The writing is on the wall – Millennials are a dominant force craving the exciting and new product choice. They are entering their peak earning and spending years and are establishing themselves as the largest and most influential group of consumers. It’s in our (Marketers) interest to understand how to engage with them. Brands and retailers are obliged to act now to embrace the new age media – social media and experiential marketing.

VIDEO: Text updates are a passé, it’s about live videos updates

With Snapchat getting popular and overtaking Instagram, with FB including Live Vdo and Youtube talking about Live Videos the trend is already catching up

On an average young adults are watching over 200 videos online, every month. TV ads are not being seen by as many young people as they used to be. These days, Millennials mostly watch things on demand or are recording programs to watch later, so it may be in our best interest to shift ad spend from mass media to digital ads or promotional online video content. Brands and retailers need to act now to embrace the new age media – social media and experiential marketing.

DO: Keep in mind that any content you create will need to be relevant to the channel it’s published on in order to resonate with your target audience: a live video on snapchat should occupy a different mental space and aim to achieve different results than one on Youtube.  Be sure to keep updated personas and up-to-date demographics of consumers to select the channels where consumers are most apt to engage.

DON’T: Put the same product and sales content across all social channels.
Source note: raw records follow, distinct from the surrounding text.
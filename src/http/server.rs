//! HTTP server setup and configuration.
//!
//! # Responsibilities
//! - Create Axum Router with the redirect handler
//! - Wire up middleware (tracing, timeout, request ID)
//! - Bind server to listener
//! - Map the request host to a site root and resolve the request

use std::sync::Arc;
use std::time::Duration;

use axum::{
    body::Body,
    extract::State,
    http::{HeaderName, Request},
    response::Response,
    Router,
};
use tokio::net::TcpListener;
use tokio::sync::broadcast;
use tower_http::{
    request_id::{MakeRequestUuid, PropagateRequestIdLayer, SetRequestIdLayer},
    timeout::TimeoutLayer,
    trace::TraceLayer,
};

use crate::config::RedirectsConfig;
use crate::http::request::{request_host, SiteMap, X_REQUEST_ID};
use crate::http::response;
use crate::routing::ResolutionEngine;

/// Application state injected into handlers.
#[derive(Clone)]
pub struct AppState {
    pub engine: Arc<ResolutionEngine>,
    pub sites: Arc<SiteMap>,
}

/// HTTP server answering redirect traffic.
pub struct HttpServer {
    router: Router,
}

impl HttpServer {
    /// Create a new HTTP server with the given configuration.
    pub fn new(config: &RedirectsConfig, engine: Arc<ResolutionEngine>) -> Self {
        let state = AppState {
            engine,
            sites: Arc::new(SiteMap::from_config(&config.sites)),
        };
        let router = Self::build_router(state, Duration::from_secs(config.timeouts.request_secs));
        Self { router }
    }

    /// Build the Axum router with all middleware layers.
    #[allow(deprecated)]
    pub fn build_router(state: AppState, request_timeout: Duration) -> Router {
        let request_id = HeaderName::from_static(X_REQUEST_ID);
        Router::new()
            .fallback(redirect_handler)
            .with_state(state)
            .layer(TimeoutLayer::new(request_timeout))
            .layer(PropagateRequestIdLayer::new(request_id.clone()))
            .layer(TraceLayer::new_for_http())
            .layer(SetRequestIdLayer::new(request_id, MakeRequestUuid))
    }

    pub fn router(&self) -> Router {
        self.router.clone()
    }

    /// Run the server until the shutdown signal fires.
    pub async fn run(
        self,
        listener: TcpListener,
        mut shutdown: broadcast::Receiver<()>,
    ) -> Result<(), std::io::Error> {
        let addr = listener.local_addr()?;
        tracing::info!(address = %addr, "HTTP server starting");

        axum::serve(listener, self.router)
            .with_graceful_shutdown(async move {
                let _ = shutdown.recv().await;
            })
            .await?;

        tracing::info!("HTTP server stopped");
        Ok(())
    }
}

/// Resolve the request and answer with a redirect or 404.
async fn redirect_handler(State(state): State<AppState>, request: Request<Body>) -> Response {
    let root = state.sites.root_for(request_host(&request));
    let uri = request.uri().clone();
    let path = uri.path();
    let query = uri.query().unwrap_or_default();

    match state.engine.resolve(root, path, query).await {
        Some(resolution) => response::redirect(&resolution),
        None => {
            tracing::debug!(path = %path, root = ?root, "No redirect matched");
            response::not_found()
        }
    }
}
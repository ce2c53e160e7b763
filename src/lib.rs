//! Redirect resolution service library.

pub mod admin;
pub mod config;
pub mod content;
pub mod error;
pub mod http;
pub mod lifecycle;
pub mod model;
pub mod observability;
pub mod routing;
pub mod store;

pub use config::RedirectsConfig;
pub use http::HttpServer;
pub use lifecycle::Shutdown;
pub use routing::{Resolution, ResolutionEngine};
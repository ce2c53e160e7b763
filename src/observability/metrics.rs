//! Metrics collection and exposition.
//!
//! # Responsibilities
//! - Define redirect metrics (resolutions, failures, latency, index size)
//! - Expose Prometheus-compatible metrics endpoint
//!
//! # Metrics
//! - `redirects_resolutions_total` (counter): resolutions by outcome
//!   (`exact`, `pattern`, `no_match`)
//! - `redirects_destination_failures_total` (counter): skipped candidates by
//!   reason (`not_found`, `unavailable`, `timeout`, `invalid`)
//! - `redirects_resolution_duration_seconds` (histogram): resolve latency
//! - `redirects_index_rules` (gauge): rules in the installed index
//! - `redirects_index_rebuilds_total` (counter)
//! - `redirects_index_rebuild_duration_seconds` (histogram)
//!
//! # Design Decisions
//! - Recording goes through the `metrics` facade; without an installed
//!   recorder every call is a no-op

use std::net::SocketAddr;
use std::time::Duration;

use metrics::{counter, gauge, histogram};
use metrics_exporter_prometheus::PrometheusBuilder;

use crate::routing::IndexStats;

/// Install the Prometheus recorder and its HTTP listener.
pub fn init_metrics(addr: SocketAddr) {
    match PrometheusBuilder::new().with_http_listener(addr).install() {
        Ok(()) => tracing::info!(address = %addr, "Metrics endpoint listening"),
        Err(e) => tracing::error!(address = %addr, error = %e, "Failed to install metrics exporter"),
    }
}

pub fn record_resolution(outcome: &'static str, elapsed: Duration) {
    counter!("redirects_resolutions_total", "outcome" => outcome).increment(1);
    histogram!("redirects_resolution_duration_seconds").record(elapsed.as_secs_f64());
}

pub fn record_destination_failure(reason: &'static str) {
    counter!("redirects_destination_failures_total", "reason" => reason).increment(1);
}

pub fn record_rebuild(stats: &IndexStats, elapsed: Duration) {
    counter!("redirects_index_rebuilds_total").increment(1);
    histogram!("redirects_index_rebuild_duration_seconds").record(elapsed.as_secs_f64());
    gauge!("redirects_index_rules", "kind" => "exact").set(stats.exact_rules as f64);
    gauge!("redirects_index_rules", "kind" => "pattern").set(stats.pattern_rules as f64);
    gauge!("redirects_index_rules", "kind" => "skipped").set(stats.skipped_rules as f64);
}
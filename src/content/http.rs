//! Content resolution over HTTP.
//!
//! Asks the host CMS for the current URL of a node:
//!
//! ```text
//! GET {base_url}/{content|media}/{key or id}
//!     200 {"url": "/current/url"}   → Ok
//!     404 / 410                     → NotFound
//!     anything else                 → Unavailable
//! ```

use std::time::Duration;

use futures_util::FutureExt;
use reqwest::StatusCode;
use serde::Deserialize;
use thiserror::Error;
use url::Url;

use crate::content::{ContentResolver, ResolveError, ResolveFuture};
use crate::model::{DestinationKind, NodeRef};

#[derive(Debug, Deserialize)]
struct NodeUrlResponse {
    #[serde(default)]
    url: String,
}

/// Failure to set up an [`HttpContentResolver`].
#[derive(Debug, Error)]
pub enum HttpResolverError {
    #[error("invalid base url: {0}")]
    Url(#[from] url::ParseError),

    #[error("HTTP client: {0}")]
    Client(#[from] reqwest::Error),
}

/// Resolver backed by the host's content API.
#[derive(Debug, Clone)]
pub struct HttpContentResolver {
    base_url: Url,
    client: reqwest::Client,
}

impl HttpContentResolver {
    /// Create a resolver for `base_url` with a per-request timeout.
    pub fn new(base_url: &str, timeout: Duration) -> Result<Self, HttpResolverError> {
        let base_url = Url::parse(base_url)?;
        let client = reqwest::Client::builder()
            .timeout(timeout)
            .user_agent(concat!("redirects/", env!("CARGO_PKG_VERSION")))
            .build()?;
        Ok(Self { base_url, client })
    }

    /// Lookup URL for a node. Keys are preferred over numeric ids.
    pub fn node_url(&self, kind: DestinationKind, node: NodeRef) -> String {
        let ident = match node.key {
            Some(key) => key.to_string(),
            None => node.id.to_string(),
        };
        format!(
            "{}/{}/{}",
            self.base_url.as_str().trim_end_matches('/'),
            kind.as_str(),
            ident
        )
    }

    async fn fetch(&self, kind: DestinationKind, node: NodeRef) -> Result<String, ResolveError> {
        let url = self.node_url(kind, node);
        let response = self
            .client
            .get(&url)
            .send()
            .await
            .map_err(|e| ResolveError::Unavailable(e.to_string()))?;

        match response.status() {
            StatusCode::NOT_FOUND | StatusCode::GONE => return Err(ResolveError::NotFound),
            status if !status.is_success() => {
                return Err(ResolveError::Unavailable(format!("status {}", status)));
            }
            _ => {}
        }

        let body: NodeUrlResponse = response
            .json()
            .await
            .map_err(|e| ResolveError::Unavailable(e.to_string()))?;
        if body.url.trim().is_empty() {
            return Err(ResolveError::NotFound);
        }
        Ok(body.url)
    }
}

impl ContentResolver for HttpContentResolver {
    fn resolve_node_url(&self, kind: DestinationKind, node: NodeRef) -> ResolveFuture<'_> {
        async move {
            let result = self.fetch(kind, node).await;
            if let Err(ResolveError::Unavailable(reason)) = &result {
                tracing::warn!(%node, kind = kind.as_str(), %reason, "Content lookup failed");
            }
            result
        }
        .boxed()
    }
}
Posting a Snapchat video and an Instagram post with the same copy will exhaust your audience: instead, use the language and behaviors associated with the specific channel for each individual post. Mass producing the same message with little regard to channel norms comes across as inauthentic and runs the risk of audiences socially shunning your brand altogether.

MOBILE: Always connected

Although Millennials frequently research products online, they still take the time to visit physical stores. Of course, their smartphones are never out of reach when they do, smartphones are increasingly being woven into the in-store experience. The days of standing in a store hovering around a written shopping list are over. Consumers now rely on devices to cross reference notes, shopping list and compare prices

DO:  Embrace these new technologies and behaviors. Brands should optimize their content for mobile, be easily accessible and use appropriate, timely tie-ins with their consumer.

DON’T:  Overburden and over-connect. While beacons and proximity-based technology provide customers with valuable real-time content and offers, there’s a fine line between being informative and being annoying. If a consumer feels like push notifications are helpful and relevant based on previous purchases and in-store location, they will respond positively. However, while real time discounts and information can be beneficial to the consumer, they’re best kept at a minimum.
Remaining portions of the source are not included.